Rivian is looking to enhance the efficiency, resilience, and intelligence of its supply chain by applying machine learning, data science, and data engineering principles.
Requirements
Strong programming proficiency in Python.
Experience with machine learning frameworks/libraries such as scikit-learn, TensorFlow, PyTorch.
Solid understanding of relational databases (SQL) and experience with big data technologies (e.g., Spark, Hadoop, Snowflake, Databricks).
MLOps Platforms: Hands-on experience building production ML systems using tools like MLflow, Kubeflow, Vertex AI, or SageMaker for experiment tracking, model registry, and serving.
Familiarity with cloud platforms (Databricks, AWS, Azure, GCP) and their relevant services for ML and data.
Experience with DevOps principles and tools (e.g., Docker, Kubernetes, CI/CD pipelines like Jenkins, GitLab CI, GitHub Actions) for infrastructure as code and automated deployments.
Experience with Infrastructure as Code tools (e.g., Terraform, Databricks DABs) is highly desirable.
Responsibilities
Design and Develop ML Models: Collaborate with stakeholders to understand supply chain challenges and design, develop, and implement machine learning models (e.g., forecasting, optimization, anomaly detection, predictive maintenance) to address them.
Data Preparation & Feature Engineering: Work with large, complex datasets from various sources, performing data cleaning, transformation, and feature engineering to prepare data for model training and deployment.
Model Deployment & MLOps: Design, build, and maintain robust MLOps pipelines to effectively deploy, monitor, and manage machine learning models in production environments.

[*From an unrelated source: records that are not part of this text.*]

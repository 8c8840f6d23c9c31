use bevy::prelude::*;
use std::collections::HashMap;

use crate::portal::components::BlockPosition;

/// Lookup from world-block coordinate to the block entity placed there.
#[derive(Resource, Default, Debug)]
pub struct BlockEntityRegistry {
    /// Block entities keyed by their coordinate.
    blocks: HashMap<IVec3, Entity>,
    /// Last registered coordinate of each block entity.
    positions: HashMap<Entity, IVec3>,
}

impl BlockEntityRegistry {
    /// Return the block entity at `position`, if one is registered.
    pub fn entity_at(&self, position: IVec3) -> Option<Entity> {
        self.blocks.get(&position).copied()
    }

    /// Register `entity` as the block at `position`, replacing any previous one there and
    /// dropping the entity's old coordinate.
    pub fn insert(&mut self, position: IVec3, entity: Entity) {
        if let Some(old) = self.positions.insert(entity, position)
            && old != position
            && self.blocks.get(&old) == Some(&entity)
        {
            self.blocks.remove(&old);
        }
        if let Some(replaced) = self.blocks.insert(position, entity)
            && replaced != entity
        {
            self.positions.remove(&replaced);
        }
    }

    /// Unregister `entity`. A newer block at the same spot is kept.
    pub fn remove_entity(&mut self, entity: Entity) {
        let Some(position) = self.positions.remove(&entity) else {
            return;
        };
        if self.blocks.get(&position) == Some(&entity) {
            self.blocks.remove(&position);
        }
    }
}

/// Keep the registry in step with placed, moved and removed blocks.
pub fn sync_block_registry(
    mut registry: ResMut<BlockEntityRegistry>,
    mut removed: RemovedComponents<BlockPosition>,
    changed: Query<(Entity, &BlockPosition), Changed<BlockPosition>>,
) {
    for entity in removed.read() {
        registry.remove_entity(entity);
    }
    for (entity, position) in &changed {
        registry.insert(position.0, entity);
    }
}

This includes setting up automated model retraining, versioning, and performance tracking.
Data Pipeline Development: Contribute to the development and optimization of scalable data pipelines to ingest, process, and store supply chain data, ensuring data quality and accessibility for ML applications.
CI/CD for Machine Learning: Design, implement, and maintain CI/CD/CT (Continuous Integration/Continuous Delivery/Continuous Training) pipelines to automate the testing, validation, and deployment of models and the underlying infrastructure.
Advanced Monitoring & Observability: Implement comprehensive monitoring solutions for both model performance (accuracy, drift, bias) and operational health (latency, throughput, error rates, cost).
Infrastructure as Code (IaC): Build and manage scalable ML infrastructure on cloud platforms using IaC principles and tools (e.g., Terraform, Databricks DABs).
Other
3-5 years of practical experience in machine learning engineering, data science, or data engineering roles.
Solid understanding of statistical modeling, machine learning algorithms, and experimental design.
Basic understanding of data warehousing concepts, ETL processes, and data governance.
Excellent analytical and problem-solving skills with a keen eye for detail.
Genuine interest in supply chain operations and the automotive industry, particularly electric vehicles.